**Provided records**
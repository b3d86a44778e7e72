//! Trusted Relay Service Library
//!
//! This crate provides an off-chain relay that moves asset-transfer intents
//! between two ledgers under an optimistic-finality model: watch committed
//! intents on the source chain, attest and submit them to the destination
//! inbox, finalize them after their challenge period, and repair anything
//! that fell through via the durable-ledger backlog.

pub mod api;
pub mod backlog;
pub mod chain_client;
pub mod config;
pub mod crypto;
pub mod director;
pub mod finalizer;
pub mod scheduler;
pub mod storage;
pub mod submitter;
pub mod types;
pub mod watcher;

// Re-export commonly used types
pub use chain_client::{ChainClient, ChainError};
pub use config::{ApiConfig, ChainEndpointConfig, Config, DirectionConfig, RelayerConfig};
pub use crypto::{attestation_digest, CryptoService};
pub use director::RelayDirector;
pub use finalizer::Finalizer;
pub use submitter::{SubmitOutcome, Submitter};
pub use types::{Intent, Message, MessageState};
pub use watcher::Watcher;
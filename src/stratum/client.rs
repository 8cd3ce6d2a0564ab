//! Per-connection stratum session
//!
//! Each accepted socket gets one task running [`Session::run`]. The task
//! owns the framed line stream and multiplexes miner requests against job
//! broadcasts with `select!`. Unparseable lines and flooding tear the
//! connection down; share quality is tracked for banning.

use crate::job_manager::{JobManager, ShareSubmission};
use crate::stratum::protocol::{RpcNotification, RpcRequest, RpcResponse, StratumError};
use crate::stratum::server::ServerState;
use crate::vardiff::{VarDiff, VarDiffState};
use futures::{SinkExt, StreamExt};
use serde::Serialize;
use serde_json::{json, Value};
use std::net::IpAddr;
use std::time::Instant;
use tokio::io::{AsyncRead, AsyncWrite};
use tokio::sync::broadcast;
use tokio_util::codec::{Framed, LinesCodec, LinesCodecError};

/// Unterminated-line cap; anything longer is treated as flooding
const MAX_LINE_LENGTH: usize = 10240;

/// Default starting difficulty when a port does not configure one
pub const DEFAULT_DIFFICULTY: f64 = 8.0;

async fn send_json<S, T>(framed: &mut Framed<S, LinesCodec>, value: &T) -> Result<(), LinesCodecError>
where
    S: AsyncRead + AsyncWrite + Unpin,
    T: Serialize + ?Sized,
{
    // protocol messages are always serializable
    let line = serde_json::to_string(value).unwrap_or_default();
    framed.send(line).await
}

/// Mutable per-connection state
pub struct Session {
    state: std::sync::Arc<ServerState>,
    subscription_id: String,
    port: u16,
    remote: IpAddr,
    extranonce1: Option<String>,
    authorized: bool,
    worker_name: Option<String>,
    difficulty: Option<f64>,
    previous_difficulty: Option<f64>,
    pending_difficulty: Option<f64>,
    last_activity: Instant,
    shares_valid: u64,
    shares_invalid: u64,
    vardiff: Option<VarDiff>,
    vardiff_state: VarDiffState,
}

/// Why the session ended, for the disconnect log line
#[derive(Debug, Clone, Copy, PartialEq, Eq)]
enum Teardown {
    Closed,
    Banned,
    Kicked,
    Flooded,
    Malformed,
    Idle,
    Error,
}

==

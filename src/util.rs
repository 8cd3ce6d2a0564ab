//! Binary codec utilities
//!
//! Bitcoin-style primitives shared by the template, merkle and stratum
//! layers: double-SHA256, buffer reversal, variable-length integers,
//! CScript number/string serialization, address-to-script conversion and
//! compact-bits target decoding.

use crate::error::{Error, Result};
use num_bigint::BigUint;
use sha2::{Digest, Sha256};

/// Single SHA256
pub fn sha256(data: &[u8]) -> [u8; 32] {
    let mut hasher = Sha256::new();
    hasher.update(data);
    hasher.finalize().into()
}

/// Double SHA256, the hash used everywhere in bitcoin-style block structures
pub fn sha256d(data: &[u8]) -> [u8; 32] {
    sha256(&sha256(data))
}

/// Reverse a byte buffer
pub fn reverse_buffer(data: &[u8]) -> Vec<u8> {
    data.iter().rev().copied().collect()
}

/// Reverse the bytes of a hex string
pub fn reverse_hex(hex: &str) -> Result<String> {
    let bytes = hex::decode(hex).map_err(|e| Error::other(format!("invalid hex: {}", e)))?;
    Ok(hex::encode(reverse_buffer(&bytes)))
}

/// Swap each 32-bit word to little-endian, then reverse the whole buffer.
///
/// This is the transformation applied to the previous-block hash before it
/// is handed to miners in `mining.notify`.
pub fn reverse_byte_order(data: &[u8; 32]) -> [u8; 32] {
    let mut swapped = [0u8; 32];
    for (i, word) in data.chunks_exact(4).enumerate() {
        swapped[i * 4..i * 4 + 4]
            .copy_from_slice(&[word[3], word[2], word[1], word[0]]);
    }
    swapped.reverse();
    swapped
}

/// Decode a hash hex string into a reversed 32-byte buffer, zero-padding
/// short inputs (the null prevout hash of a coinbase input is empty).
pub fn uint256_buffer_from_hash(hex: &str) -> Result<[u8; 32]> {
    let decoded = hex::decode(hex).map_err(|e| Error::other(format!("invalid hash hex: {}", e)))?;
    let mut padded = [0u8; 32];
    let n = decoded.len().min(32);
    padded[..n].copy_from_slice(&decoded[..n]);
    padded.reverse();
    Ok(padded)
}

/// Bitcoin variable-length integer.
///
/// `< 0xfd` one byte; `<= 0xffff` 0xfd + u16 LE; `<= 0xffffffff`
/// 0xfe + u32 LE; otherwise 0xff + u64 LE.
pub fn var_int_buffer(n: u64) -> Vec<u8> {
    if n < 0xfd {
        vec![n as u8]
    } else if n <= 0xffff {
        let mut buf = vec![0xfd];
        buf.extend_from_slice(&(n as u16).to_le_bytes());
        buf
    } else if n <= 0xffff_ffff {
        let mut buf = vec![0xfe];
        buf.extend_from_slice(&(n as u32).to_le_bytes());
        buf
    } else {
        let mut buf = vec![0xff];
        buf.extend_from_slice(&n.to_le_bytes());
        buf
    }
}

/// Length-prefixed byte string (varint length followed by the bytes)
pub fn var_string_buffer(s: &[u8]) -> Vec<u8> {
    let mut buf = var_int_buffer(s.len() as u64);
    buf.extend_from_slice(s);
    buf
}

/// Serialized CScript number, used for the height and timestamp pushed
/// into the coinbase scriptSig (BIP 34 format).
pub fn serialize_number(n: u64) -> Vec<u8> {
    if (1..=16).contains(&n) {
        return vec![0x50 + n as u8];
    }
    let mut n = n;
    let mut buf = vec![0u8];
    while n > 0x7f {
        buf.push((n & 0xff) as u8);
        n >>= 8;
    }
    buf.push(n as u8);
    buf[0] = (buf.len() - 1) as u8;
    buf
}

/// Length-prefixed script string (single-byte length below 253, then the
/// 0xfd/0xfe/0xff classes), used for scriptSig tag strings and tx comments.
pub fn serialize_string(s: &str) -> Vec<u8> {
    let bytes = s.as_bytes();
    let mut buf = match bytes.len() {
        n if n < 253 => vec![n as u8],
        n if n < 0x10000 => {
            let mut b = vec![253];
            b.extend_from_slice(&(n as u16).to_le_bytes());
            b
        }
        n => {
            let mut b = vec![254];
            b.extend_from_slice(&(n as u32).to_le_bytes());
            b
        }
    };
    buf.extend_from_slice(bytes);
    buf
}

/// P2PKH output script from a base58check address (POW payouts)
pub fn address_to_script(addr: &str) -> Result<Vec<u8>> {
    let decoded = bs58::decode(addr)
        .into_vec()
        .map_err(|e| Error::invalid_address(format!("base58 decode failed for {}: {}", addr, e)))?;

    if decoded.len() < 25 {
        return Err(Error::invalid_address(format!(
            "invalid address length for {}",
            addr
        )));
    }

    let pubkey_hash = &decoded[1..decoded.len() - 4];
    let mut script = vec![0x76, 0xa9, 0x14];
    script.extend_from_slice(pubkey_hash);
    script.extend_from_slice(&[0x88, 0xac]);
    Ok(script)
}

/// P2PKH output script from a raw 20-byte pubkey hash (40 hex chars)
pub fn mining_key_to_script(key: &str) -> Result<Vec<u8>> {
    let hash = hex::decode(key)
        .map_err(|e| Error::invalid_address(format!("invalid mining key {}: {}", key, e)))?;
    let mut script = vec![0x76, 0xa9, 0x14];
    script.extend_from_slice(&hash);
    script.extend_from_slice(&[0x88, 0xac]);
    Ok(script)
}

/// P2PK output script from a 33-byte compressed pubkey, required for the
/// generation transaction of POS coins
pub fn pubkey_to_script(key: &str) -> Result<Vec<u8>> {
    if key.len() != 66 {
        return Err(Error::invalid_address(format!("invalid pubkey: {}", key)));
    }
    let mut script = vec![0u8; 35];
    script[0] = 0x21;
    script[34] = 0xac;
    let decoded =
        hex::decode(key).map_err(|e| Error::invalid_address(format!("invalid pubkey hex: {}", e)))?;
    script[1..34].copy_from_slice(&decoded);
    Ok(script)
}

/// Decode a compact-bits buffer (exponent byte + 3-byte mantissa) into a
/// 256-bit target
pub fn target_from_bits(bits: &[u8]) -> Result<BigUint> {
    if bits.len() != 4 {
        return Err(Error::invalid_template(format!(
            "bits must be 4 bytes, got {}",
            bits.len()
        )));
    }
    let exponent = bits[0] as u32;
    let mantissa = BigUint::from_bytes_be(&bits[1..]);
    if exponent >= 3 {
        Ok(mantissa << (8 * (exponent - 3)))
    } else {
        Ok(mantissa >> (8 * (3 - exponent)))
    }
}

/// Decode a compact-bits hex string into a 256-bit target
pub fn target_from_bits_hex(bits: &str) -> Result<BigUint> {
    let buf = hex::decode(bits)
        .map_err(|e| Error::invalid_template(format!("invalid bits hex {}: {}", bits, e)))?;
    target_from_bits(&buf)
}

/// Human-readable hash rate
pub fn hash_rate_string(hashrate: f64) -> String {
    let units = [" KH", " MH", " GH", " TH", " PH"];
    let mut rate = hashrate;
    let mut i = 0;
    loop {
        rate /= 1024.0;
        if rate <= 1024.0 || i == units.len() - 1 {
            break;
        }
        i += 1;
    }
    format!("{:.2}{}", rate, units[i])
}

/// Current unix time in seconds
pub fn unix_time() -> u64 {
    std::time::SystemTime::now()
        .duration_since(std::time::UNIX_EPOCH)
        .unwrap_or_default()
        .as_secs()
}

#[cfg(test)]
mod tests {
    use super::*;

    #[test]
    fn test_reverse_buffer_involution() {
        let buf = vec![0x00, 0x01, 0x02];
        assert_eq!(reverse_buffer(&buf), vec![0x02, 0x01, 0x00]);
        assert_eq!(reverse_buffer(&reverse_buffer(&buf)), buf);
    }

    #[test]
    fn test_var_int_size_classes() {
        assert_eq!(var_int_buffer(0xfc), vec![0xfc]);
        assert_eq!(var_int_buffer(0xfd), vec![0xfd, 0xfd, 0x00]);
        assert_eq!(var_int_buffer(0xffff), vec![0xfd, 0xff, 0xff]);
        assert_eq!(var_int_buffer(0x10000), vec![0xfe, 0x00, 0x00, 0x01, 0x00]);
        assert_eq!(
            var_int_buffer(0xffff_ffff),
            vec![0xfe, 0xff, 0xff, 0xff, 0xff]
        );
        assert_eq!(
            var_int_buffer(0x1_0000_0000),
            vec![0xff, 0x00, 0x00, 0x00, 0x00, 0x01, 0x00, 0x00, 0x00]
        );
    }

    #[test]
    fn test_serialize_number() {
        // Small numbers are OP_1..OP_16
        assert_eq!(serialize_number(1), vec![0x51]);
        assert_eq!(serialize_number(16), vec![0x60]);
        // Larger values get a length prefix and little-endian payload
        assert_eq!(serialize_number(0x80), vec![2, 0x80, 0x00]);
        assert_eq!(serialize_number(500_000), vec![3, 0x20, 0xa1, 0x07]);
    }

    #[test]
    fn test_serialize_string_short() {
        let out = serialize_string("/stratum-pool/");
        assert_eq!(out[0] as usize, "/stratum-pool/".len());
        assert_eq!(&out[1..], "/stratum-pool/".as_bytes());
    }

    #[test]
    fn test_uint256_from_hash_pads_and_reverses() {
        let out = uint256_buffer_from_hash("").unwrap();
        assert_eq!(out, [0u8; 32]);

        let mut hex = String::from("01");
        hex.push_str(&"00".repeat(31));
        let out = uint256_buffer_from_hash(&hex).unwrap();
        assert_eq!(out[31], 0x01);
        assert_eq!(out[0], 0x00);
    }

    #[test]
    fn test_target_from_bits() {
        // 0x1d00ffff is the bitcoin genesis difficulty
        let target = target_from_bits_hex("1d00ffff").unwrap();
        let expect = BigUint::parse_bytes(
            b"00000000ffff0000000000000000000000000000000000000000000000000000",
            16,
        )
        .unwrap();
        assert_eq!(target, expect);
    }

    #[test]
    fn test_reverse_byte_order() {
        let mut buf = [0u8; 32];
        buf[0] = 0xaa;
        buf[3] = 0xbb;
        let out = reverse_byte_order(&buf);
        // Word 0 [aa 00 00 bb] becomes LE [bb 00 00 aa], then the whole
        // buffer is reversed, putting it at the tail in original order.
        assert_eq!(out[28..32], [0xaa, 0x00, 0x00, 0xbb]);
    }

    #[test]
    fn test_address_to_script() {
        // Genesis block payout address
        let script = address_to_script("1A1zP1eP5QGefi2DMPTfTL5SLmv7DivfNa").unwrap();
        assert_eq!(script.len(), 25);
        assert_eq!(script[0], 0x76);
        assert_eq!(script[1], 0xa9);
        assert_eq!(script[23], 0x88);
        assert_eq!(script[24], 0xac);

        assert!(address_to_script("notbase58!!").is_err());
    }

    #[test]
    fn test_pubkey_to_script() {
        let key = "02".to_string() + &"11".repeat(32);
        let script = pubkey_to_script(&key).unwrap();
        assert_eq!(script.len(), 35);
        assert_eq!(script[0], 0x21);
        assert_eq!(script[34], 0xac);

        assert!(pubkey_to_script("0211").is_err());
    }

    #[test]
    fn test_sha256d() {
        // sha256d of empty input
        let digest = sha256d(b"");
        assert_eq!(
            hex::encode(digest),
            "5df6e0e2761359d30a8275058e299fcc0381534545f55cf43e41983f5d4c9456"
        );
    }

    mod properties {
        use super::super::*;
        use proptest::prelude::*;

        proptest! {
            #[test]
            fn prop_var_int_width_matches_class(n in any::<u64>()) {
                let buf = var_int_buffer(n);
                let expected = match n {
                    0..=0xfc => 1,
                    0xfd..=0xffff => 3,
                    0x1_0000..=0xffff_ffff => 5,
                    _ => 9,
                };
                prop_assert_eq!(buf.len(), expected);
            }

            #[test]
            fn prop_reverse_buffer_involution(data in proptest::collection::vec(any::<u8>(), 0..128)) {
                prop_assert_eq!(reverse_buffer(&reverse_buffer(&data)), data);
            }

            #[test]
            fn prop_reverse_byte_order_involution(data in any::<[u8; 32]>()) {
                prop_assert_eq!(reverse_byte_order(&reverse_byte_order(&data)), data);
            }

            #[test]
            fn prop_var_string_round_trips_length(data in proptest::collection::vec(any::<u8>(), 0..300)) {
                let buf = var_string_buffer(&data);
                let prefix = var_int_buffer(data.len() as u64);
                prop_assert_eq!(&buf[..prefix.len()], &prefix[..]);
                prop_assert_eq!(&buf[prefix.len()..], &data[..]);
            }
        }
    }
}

**Exercise instructions**
Taking the records above, retype every line from the one with "buf[0] = (buf.len() - 1) as u8;" down to the one with "decode failed for", exactly and with nothing else.

**Exercise output**
    buf[0] = (buf.len() - 1) as u8;
    buf
}

/// Length-prefixed script string (single-byte length below 253, then the
/// 0xfd/0xfe/0xff classes), used for scriptSig tag strings and tx comments.
pub fn serialize_string(s: &str) -> Vec<u8> {
    let bytes = s.as_bytes();
    let mut buf = match bytes.len() {
        n if n < 253 => vec![n as u8],
        n if n < 0x10000 => {
            let mut b = vec![253];
            b.extend_from_slice(&(n as u16).to_le_bytes());
            b
        }
        n => {
            let mut b = vec![254];
            b.extend_from_slice(&(n as u32).to_le_bytes());
            b
        }
    };
    buf.extend_from_slice(bytes);
    buf
}

/// P2PKH output script from a base58check address (POW payouts)
pub fn address_to_script(addr: &str) -> Result<Vec<u8>> {
    let decoded = bs58::decode(addr)
        .into_vec()
        .map_err(|e| Error::invalid_address(format!("base58 decode failed for {}: {}", addr, e)))?;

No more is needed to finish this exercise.